The formula for a Hip Hop interview:
Where are you from?
Since Hip Hop is so turf-centric, a rapper’s place of origin is usually listed in their bio in paragraph one, sometimes sentence one, and sometimes even word one such as “Oakland independent artist….” But since you haven’t read the bio, nor checked myspace, just ask away. It lends itself to intriguing and complex follow-ups such as “how has it influenced your sound” or the even more open-ended “how are you different than other artists from your region”. If you’re interviewing a relatively regional New York artist you can throw something in about “bringing New York back” and/or mention how it is now the South’s turn…
So, tell me how you met ________________.
Don’t you love this question? Since the co-sign is so important, most artists you’re interviewing have to have at least one person you have heard of vouch for them.
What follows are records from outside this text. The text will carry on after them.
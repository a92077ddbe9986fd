//! Ledger of outstanding asynchronous additions.
//!
//! Every asynchronous operation on a set registers here *before* it starts
//! resolving, so a snapshot of the ledger always covers work scheduled up to
//! that instant. Settling removes the entry and broadcasts the outcome to
//! however many waiters are interested. Failures stick: once any addition has
//! failed, [`PendingOps::converged`] keeps reporting the earliest failure.

use std::sync::Arc;

use futures::stream::{FuturesUnordered, StreamExt};
use parking_lot::Mutex;
use rustc_hash::FxHashMap;
use tokio::sync::watch;
use tracing::{debug, trace};

use crate::error::SetError;

type Outcome = Result<(), SetError>;

#[derive(Default)]
struct Ledger {
    next_id: u64,
    ops: FxHashMap<u64, PendingOp>,
    first_failure: Option<(u64, SetError)>,
}

/// Shared handle to the ledger. Cloning shares state.
#[derive(Clone, Default)]
pub(crate) struct PendingOps {
    ledger: Arc<Mutex<Ledger>>,
}

impl PendingOps {
    /// Register a new operation. The returned guard must be settled exactly
    /// once; dropping it unsettled counts as a failure.
    pub(crate) fn register(&self, name: &'static str) -> OpGuard {
        let (tx, rx) = watch::channel(None::<Outcome>);
        let mut ledger = self.ledger.lock();
        let id = ledger.next_id;
        ledger.next_id += 1;
        ledger.ops.insert(id, PendingOp { rx });
        trace!(op = name, id, outstanding = ledger.ops.len(), "registered");
        OpGuard {
            ops: self.clone(),
            id,
            name,
            tx: Some(tx),
        }
    }

    /// The operations outstanding right now. A combine waits on exactly this
    /// wave, taken before it registers itself.
    pub(crate) fn snapshot(&self) -> Vec<PendingOp> {
        self.ledger.lock().ops.values().cloned().collect()
    }

    pub(crate) fn is_idle(&self) -> bool {
        self.ledger.lock().ops.is_empty()
    }

    pub(crate) fn first_failure(&self) -> Option<SetError> {
        self.ledger
            .lock()
            .first_failure
            .as_ref()
            .map(|(_, err)| err.clone())
    }

    /// Wait until no additions are outstanding, including any scheduled while
    /// waiting, then report the overall outcome.
    ///
    /// The wait aborts as soon as any addition has failed; siblings still in
    /// flight settle on their own. New registrations trigger another round.
    /// The earliest recorded failure sticks: it is the result now and on
    /// every later call.
    pub(crate) async fn converged(&self) -> Outcome {
        loop {
            if let Some(err) = self.first_failure() {
                return Err(err);
            }
            let wave = self.snapshot();
            if wave.is_empty() {
                return Ok(());
            }
            // settlements arrive in completion order, so a failure is seen
            // without waiting out slower siblings
            let mut settling: FuturesUnordered<_> =
                wave.into_iter().map(PendingOp::settled).collect();
            while settling.next().await.is_some() {
                if let Some(err) = self.first_failure() {
                    return Err(err);
                }
            }
        }
    }

    fn settle(&self, id: u64, outcome: &Outcome) {
        let mut ledger = self.ledger.lock();
        ledger.ops.remove(&id);
        if let Err(err) = outcome {
            let supersedes = ledger
                .first_failure
                .as_ref()
                .is_none_or(|(stored, _)| id < *stored);
            if supersedes {
                ledger.first_failure = Some((id, err.clone()));
            }
        }
    }
}

/// One outstanding operation, as seen by waiters.
#[derive(Clone)]
pub(crate) struct PendingOp {
    rx: watch::Receiver<Option<Outcome>>,
}

impl PendingOp {
    /// Wait for this operation to settle and return its outcome.
    pub(crate) async fn settled(mut self) -> Outcome {
        let settled = self
            .rx
            .wait_for(Option::is_some)
            .await
            .map_err(|_| SetError::Internal("addition vanished without settling".into()))?;
        match &*settled {
            Some(outcome) => outcome.clone(),
            None => Ok(()),
        }
    }
}

/// Settlement handle held by the task performing an operation.
pub(crate) struct OpGuard {
    ops: PendingOps,
    id: u64,
    name: &'static str,
    tx: Option<watch::Sender<Option<Outcome>>>,
}

impl OpGuard {
    pub(crate) fn settle(mut self, outcome: Outcome) {
        self.finish(outcome);
    }

    fn finish(&mut self, outcome: Outcome) {
        let Some(tx) = self.tx.take() else {
            return;
        };
        self.ops.settle(self.id, &outcome);
        if outcome.is_err() {
            debug!(op = self.name, id = self.id, ?outcome, "addition failed");
        } else {
            trace!(op = self.name, id = self.id, "settled");
        }
        let _ = tx.send(Some(outcome));
    }
}

impl Drop for OpGuard {
    fn drop(&mut self) {
        if self.tx.is_some() {
            self.finish(Err(SetError::Internal(format!(
                "{} dropped before settling",
                self.name
            ))));
        }
    }
}

#[cfg(test)]
mod tests {
    use super::*;

    #[tokio::test]
    async fn test_converged_on_idle_ledger() {
        let ops = PendingOps::default();
        assert!(ops.is_idle());
        ops.converged().await.unwrap();
    }

    #[tokio::test]
    async fn test_settlement_empties_the_ledger() {
        let ops = PendingOps::default();
        let a = ops.register("a");
        let b = ops.register("b");
        assert_eq!(ops.snapshot().len(), 2);
        a.settle(Ok(()));
        assert_eq!(ops.snapshot().len(), 1);
        b.settle(Ok(()));
        assert!(ops.is_idle());
    }

    #[tokio::test]
    async fn test_converged_waits_for_spawned_settlement() {
        let ops = PendingOps::default();
        let guard = ops.register("add");
        let handle = tokio::spawn(async move {
            guard.settle(Ok(()));
        });
        ops.converged().await.unwrap();
        handle.await.unwrap();
    }

    #[tokio::test]
    async fn test_waiters_all_see_the_outcome() {
        let ops = PendingOps::default();
        let guard = ops.register("add");
        let op = ops.snapshot().pop().unwrap();
        let first = tokio::spawn(op.clone().settled());
        let second = tokio::spawn(op.settled());
        guard.settle(Ok(()));
        first.await.unwrap().unwrap();
        second.await.unwrap().unwrap();
    }

    #[tokio::test]
    async fn test_failures_are_sticky() {
        let ops = PendingOps::default();
        ops.register("bad").settle(Err(SetError::Internal("boom".into())));
        assert!(ops.converged().await.is_err());
        // still failed on the next call
        assert!(ops.converged().await.is_err());
    }

    #[tokio::test]
    async fn test_earliest_failure_wins() {
        let ops = PendingOps::default();
        let first = ops.register("first");
        let second = ops.register("second");
        second.settle(Err(SetError::Internal("second".into())));
        first.settle(Err(SetError::Internal("first".into())));
        let err = ops.converged().await.unwrap_err();
        assert_eq!(err, SetError::Internal("first".into()));
    }

    #[tokio::test]
    async fn test_failure_reported_while_siblings_still_pending() {
        let ops = PendingOps::default();
        let slow = ops.register("slow");
        ops.register("fast").settle(Err(SetError::Internal("boom".into())));
        let err = ops.converged().await.unwrap_err();
        assert_eq!(err, SetError::Internal("boom".into()));
        // the sibling was not waited out and settles on its own
        assert!(!ops.is_idle());
        slow.settle(Ok(()));
        let err = ops.converged().await.unwrap_err();
        assert_eq!(err, SetError::Internal("boom".into()));
    }

    #[tokio::test]
    async fn test_failure_aborts_the_drain_mid_wave() {
        let ops = PendingOps::default();
        let slow = ops.register("slow");
        let fast = ops.register("fast");
        let handle = tokio::spawn(async move {
            fast.settle(Err(SetError::Internal("boom".into())));
        });
        // the slow sibling never settles before the wait returns, so only
        // the aborting path can finish this
        let err = ops.converged().await.unwrap_err();
        assert_eq!(err, SetError::Internal("boom".into()));
        slow.settle(Ok(()));
        handle.await.unwrap();
    }

    #[tokio::test]
    async fn test_dropped_guard_fails_the_operation() {
        let ops = PendingOps::default();
        drop(ops.register("doomed"));
        let err = ops.converged().await.unwrap_err();
        assert!(matches!(err, SetError::Internal(_)));
    }

    #[tokio::test]
    async fn test_registrations_during_a_wave_extend_convergence() {
        let ops = PendingOps::default();
        let first = ops.register("first");
        let chained = ops.clone();
        let handle = tokio::spawn(async move {
            let second = chained.register("second");
            first.settle(Ok(()));
            second.settle(Ok(()));
        });
        ops.converged().await.unwrap();
        assert!(ops.is_idle());
        handle.await.unwrap();
    }
}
Sometimes you strike lazy journalist gold and the interviewee has connections to someone like Lil’ Wayne or Kanye West. While this is also probably the question they’re asked the most, and could be easily answered if you read their bio, you didn’t read their bio, and this question is a lay up.
So, what are your thoughts on the current state of the game?
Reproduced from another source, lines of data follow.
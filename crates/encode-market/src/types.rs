//! Identifiers and per-call context.

use std::fmt;

use encode_ledger::{AccountId, Height};
use serde::{Deserialize, Serialize};

/// Sequential job identifier, assigned from 0 at creation.
#[derive(Debug, Clone, Copy, PartialEq, Eq, PartialOrd, Ord, Hash, Serialize, Deserialize)]
#[serde(transparent)]
pub struct JobId(u64);

impl JobId {
    /// Create a job id from its raw sequence number.
    #[must_use]
    pub const fn new(raw: u64) -> Self {
        Self(raw)
    }

    /// The raw sequence number.
    #[must_use]
    pub const fn get(self) -> u64 {
        self.0
    }
}

impl fmt::Display for JobId {
    fn fmt(&self, f: &mut fmt::Formatter<'_>) -> fmt::Result {
        write!(f, "{}", self.0)
    }
}

/// Proposal sequence number, scoped to a single job and assigned from 0.
#[derive(Debug, Clone, Copy, PartialEq, Eq, PartialOrd, Ord, Hash, Serialize, Deserialize)]
#[serde(transparent)]
pub struct ProposalId(u64);

impl ProposalId {
    /// Create a proposal id from its raw sequence number.
    #[must_use]
    pub const fn new(raw: u64) -> Self {
        Self(raw)
    }

    /// The raw sequence number.
    #[must_use]
    pub const fn get(self) -> u64 {
        self.0
    }
}

impl fmt::Display for ProposalId {
    fn fmt(&self, f: &mut fmt::Formatter<'_>) -> fmt::Result {
        write!(f, "{}", self.0)
    }
}

/// Who is calling and when.
///
/// The host ledger authenticates the signer and supplies the current height;
/// the marketplace trusts both as given.
#[derive(Debug, Clone, PartialEq, Eq)]
pub struct CallContext {
    /// Signer of the current call.
    pub caller: AccountId,
    /// Current block height.
    pub height: Height,
}

impl CallContext {
    /// Create a call context.
    #[must_use]
    pub const fn new(caller: AccountId, height: Height) -> Self {
        Self { caller, height }
    }
}

#[cfg(test)]
mod tests {
    use super::*;

    #[test]
    fn ids_display_as_numbers() {
        assert_eq!(JobId::new(7).to_string(), "7");
        assert_eq!(ProposalId::new(0).to_string(), "0");
    }

    #[test]
    fn ids_order_by_sequence() {
        assert!(JobId::new(1) < JobId::new(2));
        assert!(ProposalId::new(3) > ProposalId::new(2));
    }

    #[test]
    fn ids_serialize_transparently() {
        let json = serde_json::to_string(&JobId::new(42)).expect("serialize");
        assert_eq!(json, "42");
        let back: ProposalId = serde_json::from_str("5").expect("deserialize");
        assert_eq!(back.get(), 5);
    }
}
Ah, the game. That’s an easy one. Whether they’re old and bitter, or young and still somewhat wide-eyed, everyone has an opinion on “the game”, or as some may refer to it as “the hustle” (don’t get thrown off by semantics). This is also a question that allows you to do some last minute planning, as they’re likely to ramble on in a non-cohesive response, saying something about “balance” and “co-signs”, things “missing” and again “bringing something back”.
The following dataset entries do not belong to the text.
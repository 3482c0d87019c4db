//! Proposal registry.
//!
//! Proposals are keyed by `(JobId, ProposalId)` where the proposal id is a
//! per-job sequence. They are never deleted: once decided they stay as an
//! immutable record of who bid what.

use std::collections::BTreeMap;
use std::fmt;
use std::ops::RangeInclusive;

use encode_ledger::{AccountId, Amount, Height};
use serde::{Deserialize, Serialize};

use crate::config::MarketConfig;
use crate::error::{MarketError, Result};
use crate::job::{Job, JobStatus};
use crate::types::{JobId, ProposalId};
use crate::validation::validate_description;

/// Status of a proposal.
#[derive(Debug, Clone, Copy, PartialEq, Eq, Hash, Serialize, Deserialize)]
#[serde(rename_all = "snake_case")]
pub enum ProposalStatus {
    /// Awaiting the creator's decision.
    Pending,
    /// Chosen by the creator. At most one per job.
    Accepted,
    /// Passed over, or the job closed without choosing it.
    Rejected,
    /// Retracted by the proposer.
    Withdrawn,
}

impl ProposalStatus {
    /// Returns true if the proposal can still be accepted or withdrawn.
    #[must_use]
    pub const fn is_pending(&self) -> bool {
        matches!(self, Self::Pending)
    }
}

impl fmt::Display for ProposalStatus {
    fn fmt(&self, f: &mut fmt::Formatter<'_>) -> fmt::Result {
        match self {
            Self::Pending => write!(f, "pending"),
            Self::Accepted => write!(f, "accepted"),
            Self::Rejected => write!(f, "rejected"),
            Self::Withdrawn => write!(f, "withdrawn"),
        }
    }
}

/// A bid against an open job.
#[derive(Debug, Clone, PartialEq, Eq, Serialize, Deserialize)]
pub struct Proposal {
    /// Job this proposal bids on.
    pub job_id: JobId,
    /// Sequence within the job.
    pub id: ProposalId,
    /// Bidding account.
    pub proposer: AccountId,
    /// Pitch and delivery plan.
    pub description: String,
    /// Amount the proposer asks for.
    pub bid: Amount,
    /// Height by which the proposer commits to deliver if accepted.
    pub delivery_deadline: Height,
    /// Height at which the proposal was submitted.
    pub submitted_at: Height,
    /// Current status.
    pub status: ProposalStatus,
}

/// Parameters of a new proposal.
#[derive(Debug, Clone)]
pub struct NewProposal {
    /// Bidding account.
    pub proposer: AccountId,
    /// Pitch.
    pub description: String,
    /// Requested amount.
    pub bid: Amount,
    /// Delivery deadline height.
    pub delivery_deadline: Height,
}

/// Owns every proposal record.
#[derive(Debug, Default, Clone)]
pub struct ProposalRegistry {
    proposals: BTreeMap<(JobId, ProposalId), Proposal>,
}

fn job_range(job: JobId) -> RangeInclusive<(JobId, ProposalId)> {
    (job, ProposalId::new(0))..=(job, ProposalId::new(u64::MAX))
}

impl ProposalRegistry {
    /// Creates an empty registry.
    #[must_use]
    pub fn new() -> Self {
        Self::default()
    }

    /// Validates and records a proposal against `job`, returning its id.
    ///
    /// Checks run in order: job open, job window, bid, proposer is neither
    /// the creator nor the custody account, proposal cap, description,
    /// delivery deadline. The job's proposal counter is advanced only on
    /// success.
    ///
    /// # Errors
    ///
    /// Returns [`MarketError::JobNotOpen`], [`MarketError::JobExpiredWindow`],
    /// [`MarketError::InvalidBid`], [`MarketError::Unauthorized`] or
    /// [`MarketError::InvalidParameter`].
    pub fn submit(
        &mut self,
        job: &mut Job,
        proposal: NewProposal,
        height: Height,
        config: &MarketConfig,
    ) -> Result<ProposalId> {
        let limits = &config.limits;
        if job.status != JobStatus::Open {
            return Err(MarketError::JobNotOpen {
                job: job.id,
                status: job.status,
            });
        }
        if !job.is_window_open(height) {
            return Err(MarketError::JobExpiredWindow {
                job: job.id,
                deadline: job.deadline,
                height,
            });
        }
        if proposal.bid.is_zero() || proposal.bid > job.budget {
            return Err(MarketError::InvalidBid {
                bid: proposal.bid,
                budget: job.budget,
            });
        }
        if job.is_creator(&proposal.proposer) {
            return Err(MarketError::unauthorized(
                &proposal.proposer,
                "bid on their own job",
            ));
        }
        // Escrow cannot pay its own custody account.
        if proposal.proposer == config.custody_account {
            return Err(MarketError::unauthorized(
                &proposal.proposer,
                "bid from the custody account",
            ));
        }
        if job.proposal_count >= limits.max_proposals_per_job {
            return Err(MarketError::invalid_parameter(
                "proposals",
                format!(
                    "job {} already has the maximum of {} proposals",
                    job.id, limits.max_proposals_per_job
                ),
            ));
        }
        validate_description(&proposal.description, limits)?;
        if proposal.delivery_deadline <= height {
            return Err(MarketError::invalid_parameter(
                "delivery_deadline",
                format!(
                    "{} is not after current height {height}",
                    proposal.delivery_deadline
                ),
            ));
        }

        let id = ProposalId::new(job.proposal_count);
        job.proposal_count += 1;
        self.proposals.insert(
            (job.id, id),
            Proposal {
                job_id: job.id,
                id,
                proposer: proposal.proposer,
                description: proposal.description,
                bid: proposal.bid,
                delivery_deadline: proposal.delivery_deadline,
                submitted_at: height,
                status: ProposalStatus::Pending,
            },
        );
        Ok(id)
    }

    /// Gets a proposal.
    ///
    /// # Errors
    ///
    /// Returns [`MarketError::ProposalNotFound`] for unknown keys.
    pub fn get(&self, job: JobId, proposal: ProposalId) -> Result<&Proposal> {
        self.proposals
            .get(&(job, proposal))
            .ok_or(MarketError::ProposalNotFound { job, proposal })
    }

    /// Gets a proposal that must still be pending.
    ///
    /// # Errors
    ///
    /// Returns [`MarketError::ProposalNotFound`] or
    /// [`MarketError::ProposalNotPending`].
    pub fn get_pending(&self, job: JobId, proposal: ProposalId) -> Result<&Proposal> {
        let found = self.get(job, proposal)?;
        if !found.status.is_pending() {
            return Err(MarketError::ProposalNotPending {
                job,
                proposal,
                status: found.status,
            });
        }
        Ok(found)
    }

    /// Marks `winner` accepted and every other pending proposal on the job
    /// rejected. Returns the ids that were rejected.
    ///
    /// # Errors
    ///
    /// Returns [`MarketError::ProposalNotFound`] or
    /// [`MarketError::ProposalNotPending`] without changing anything.
    pub fn accept(&mut self, job: JobId, winner: ProposalId) -> Result<Vec<ProposalId>> {
        self.get_pending(job, winner)?;

        let mut rejected = Vec::new();
        for ((_, id), proposal) in self.proposals.range_mut(job_range(job)) {
            if *id == winner {
                proposal.status = ProposalStatus::Accepted;
            } else if proposal.status.is_pending() {
                proposal.status = ProposalStatus::Rejected;
                rejected.push(*id);
            }
        }
        Ok(rejected)
    }

    /// Rejects every pending proposal on the job. Returns the rejected ids.
    pub fn reject_pending(&mut self, job: JobId) -> Vec<ProposalId> {
        let mut rejected = Vec::new();
        for ((_, id), proposal) in self.proposals.range_mut(job_range(job)) {
            if proposal.status.is_pending() {
                proposal.status = ProposalStatus::Rejected;
                rejected.push(*id);
            }
        }
        rejected
    }

    /// Withdraws a pending proposal on behalf of its proposer.
    ///
    /// # Errors
    ///
    /// Returns [`MarketError::ProposalNotFound`], [`MarketError::Unauthorized`]
    /// if `caller` is not the proposer, or [`MarketError::ProposalNotPending`].
    pub fn withdraw(&mut self, job: JobId, proposal: ProposalId, caller: &AccountId) -> Result<()> {
        let found = self
            .proposals
            .get_mut(&(job, proposal))
            .ok_or(MarketError::ProposalNotFound { job, proposal })?;

        if &found.proposer != caller {
            return Err(MarketError::unauthorized(caller, "withdraw this proposal"));
        }
        if !found.status.is_pending() {
            return Err(MarketError::ProposalNotPending {
                job,
                proposal,
                status: found.status,
            });
        }
        found.status = ProposalStatus::Withdrawn;
        Ok(())
    }

    /// All proposals on a job, in submission order.
    pub fn for_job(&self, job: JobId) -> impl Iterator<Item = &Proposal> {
        self.proposals.range(job_range(job)).map(|(_, p)| p)
    }

    /// Pending proposals on a job, in submission order.
    pub fn pending_for_job(&self, job: JobId) -> impl Iterator<Item = &Proposal> {
        self.for_job(job).filter(|p| p.status.is_pending())
    }

    /// Iterate over every proposal, ordered by job then sequence.
    pub fn iter(&self) -> impl Iterator<Item = &Proposal> {
        self.proposals.values()
    }

    /// Total number of proposals across all jobs.
    #[must_use]
    pub fn len(&self) -> usize {
        self.proposals.len()
    }

    /// Returns true if no proposal has been submitted.
    #[must_use]
    pub fn is_empty(&self) -> bool {
        self.proposals.is_empty()
    }

    /// Rebuild a registry from persisted records.
    pub(crate) fn from_parts(proposals: Vec<Proposal>) -> Result<Self> {
        let mut registry = Self::new();
        for proposal in proposals {
            let key = (proposal.job_id, proposal.id);
            if registry.proposals.insert(key, proposal).is_some() {
                return Err(MarketError::CorruptState(format!(
                    "duplicate proposal {} on job {}",
                    key.1, key.0
                )));
            }
        }
        Ok(registry)
    }
}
How do you separate yourself from other artists?
That’s a good one. Likely responses include, “my rhymes are real” or “I make music people can relate to” or the ever-popular, “these dudes are pussies and they’re not real.”
Who influenced your style?
Lil’ Wayne, Rakim, Jay-Z, Biggie, Tupac, Eminem, Nas, Kanye are some likely responses to this question. You’ll get a couple KRS’, and perhaps some Kool G Rap’s and Big Pun’s, maybe even a Common here and there. This is a fast ball right down the middle of the plate, and you can also spin this into two questions by following up with the question on everybody’s mind, “who do you listen to now?” Some artists will give some shout outs, while another popular response is “I don’t really listen to Hip Hop anymore.”
Bring up something that was really successful or a high point in the artist’s career
Remember those Chris Farley Saturday Night Live skits where he would interview famous people like Paul McCartney and say things like, “remember when you were in the Beatles?…That was awesome.” Well, if you’re stuck with seven minutes left in your interview time, just bring up a well known and talked about event from the past, that’s good for a minute or two.
Who do you want to work with in the future?
Great way to end the interview, and good thing, cause you were drowning there. Just ask away and wait for them to name off famous people that everyone wants to work with.
Give a shout out…
This is a pretty standard ending, even good interviewers need a way to end things and let artists get their last key talking points out.
And there you have it, keep this in your pocket and anytime you were too busy to do research, or just didn’t care enough, pull this out and you’re good to go.